Why We Move
Each year, we move for the patients treated at Ann & Robert H. Lurie Children’s Hospital of Chicago. The challenges our kids have bravely faced in their young lives is more than many of us will experience in a lifetime. Move for the Kids is our chance to give back and promise them a chance at a brighter future.
Meet a few of the kids you are helping through your fundraising efforts.
“Don’t give up”
Since August 2017, 10-year-old Jaysen Cook-Bey has been treated for an aggressive form of brain cancer at Lurie Children’s Brain Tumor Center. He has undergone 30 radiation treatments, and will finish his ninth and final cycle of chemotherapy in October. Through it all, he has lived by the motto he shares with others undergoing challenges: “Don’t give up.”
On July 26, Jaysen will serve as the patient champion at the Young Associates Board’s 16th Annual Run for Gus 5K Run/1 Mile Walk Kids Race to raise funds for brain tumor research and Family Services programs at Lurie Children’s. He’ll also be cheering on “Team Jaysen,” which will include his mom, Sonia Gutierrez, his sister, Yalitza, and other family members and friends.
Jaysen had complained of headaches for two weeks, which Sonia, a special education teacher, initially thought might be due to dehydration from playing outside in the hot August sun. Then came the phone call.
“It was my first day working at a new school, and Jaysen called and said, ‘Mommy, my head feels like it’s going to explode,’” says Sonia. “I told him, ‘put on your shoes. I’m taking you to the hospital.’”

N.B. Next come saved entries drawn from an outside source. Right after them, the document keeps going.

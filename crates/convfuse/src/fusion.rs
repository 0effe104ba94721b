//! Ordered list of primitive ops folded into a fused convolution epilogue.

use std::fmt;
use std::str::FromStr;

use crate::error::{KernelError, KernelResult};
use crate::ops::Activation;

/// One primitive folded into the kernel after the convolution sum.
#[derive(Debug, Clone, Copy, PartialEq, Eq, Hash)]
pub enum FusedOp {
    /// Adds the next auxiliary tensor (shape `[out_depth]`) along the channel axis.
    BiasAdd,
    Activation(Activation),
}

impl FusedOp {
    pub fn name(self) -> &'static str {
        match self {
            FusedOp::BiasAdd => "BiasAdd",
            FusedOp::Activation(act) => act.name(),
        }
    }
}

impl fmt::Display for FusedOp {
    fn fmt(&self, f: &mut fmt::Formatter<'_>) -> fmt::Result {
        f.write_str(self.name())
    }
}

impl FromStr for FusedOp {
    type Err = KernelError;

    fn from_str(s: &str) -> Result<Self, Self::Err> {
        match s {
            "BiasAdd" => Ok(FusedOp::BiasAdd),
            "Relu" => Ok(FusedOp::Activation(Activation::Relu)),
            "Relu6" => Ok(FusedOp::Activation(Activation::Relu6)),
            "Elu" => Ok(FusedOp::Activation(Activation::Elu)),
            other => Err(KernelError::invalid_attribute(
                "fused_ops",
                format!("unsupported fused op `{other}`"),
            )),
        }
    }
}

/// Non-empty, ordered fusion list. Ops are applied in list order.
#[derive(Debug, Clone, PartialEq, Eq, Hash)]
pub struct FusionSpec {
    ops: Vec<FusedOp>,
}

impl FusionSpec {
    pub fn new(ops: Vec<FusedOp>) -> KernelResult<Self> {
        if ops.is_empty() {
            return Err(KernelError::invalid_attribute(
                "fused_ops",
                "fusion spec must name at least one op",
            ));
        }
        Ok(FusionSpec { ops })
    }

    /// Parses op names such as `["BiasAdd", "Relu"]`.
    pub fn parse<S: AsRef<str>>(names: &[S]) -> KernelResult<Self> {
        let ops = names
            .iter()
            .map(|name| name.as_ref().parse::<FusedOp>())
            .collect::<KernelResult<Vec<_>>>()?;
        Self::new(ops)
    }

    /// `BiasAdd` alone.
    pub fn bias_add() -> Self {
        FusionSpec {
            ops: vec![FusedOp::BiasAdd],
        }
    }

    /// `BiasAdd` followed by `activation`.
    pub fn bias_add_then(activation: Activation) -> Self {
        FusionSpec {
            ops: vec![FusedOp::BiasAdd, FusedOp::Activation(activation)],
        }
    }

    pub fn ops(&self) -> &[FusedOp] {
        &self.ops
    }

    pub fn names(&self) -> Vec<String> {
        self.ops.iter().map(|op| op.name().to_string()).collect()
    }

    /// Number of auxiliary tensors the fused kernel consumes.
    pub fn num_args(&self) -> usize {
        self.ops
            .iter()
            .filter(|op| matches!(op, FusedOp::BiasAdd))
            .count()
    }
}

impl fmt::Display for FusionSpec {
    fn fmt(&self, f: &mut fmt::Formatter<'_>) -> fmt::Result {
        let names: Vec<&str> = self.ops.iter().map(|op| op.name()).collect();
        f.write_str(&names.join("+"))
    }
}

A CT scan at a nearby hospital emergency department revealed that Jaysen had a mass in his brain. Two hours later, Jaysen and Sonia were in an ambulance on their way to Lurie Children’s from the western suburbs.
The hospital’s Brain Tumor Center is one of the largest such programs in the U.S. Its specialists care for 175 newly diagnosed patients each year, with approximately 50 patients enrolled in clinical research studies of new treatments each year.
After they arrived, an MRI scan confirmed that Jaysen had a brain tumor. His neurosurgeon explained that he would need to perform surgery the next morning to remove the tumor and determine its specific type.
While the neurosurgeon was able to remove the entire tumor during a six-hour surgery, the bad news was that it was an aggressive, malignant form called a medullablastoma. Jaysen would need both radiation treatments and chemotherapy to kill any remaining cancerous cells.
Using a precision medicine approach, Jaysen’s treatment plan was tailored to his precise form of medullablastoma, based on clinical research trials that had determined it to be the most effective therapy with the fewest side effects.
“The treatments were still tough on Jaysen, but he’s always been a happy and positive boy,” says Sonia. “He didn’t even mind losing his hair!”
Last March, Sonia and Jaysen received good news: his latest scans showed no signs of cancer, though he will need to continue chemo treatments for several months.
Sonia says that she’s happy to participate in the Run for Gus, because its proceeds directly benefit the kind of research and services at Lurie Children’s that have helped her son. As for Jaysen, he’s looking forward to race day.
“I’m very excited about it, because it will help other kids,” he says. “And that makes me feel really good.”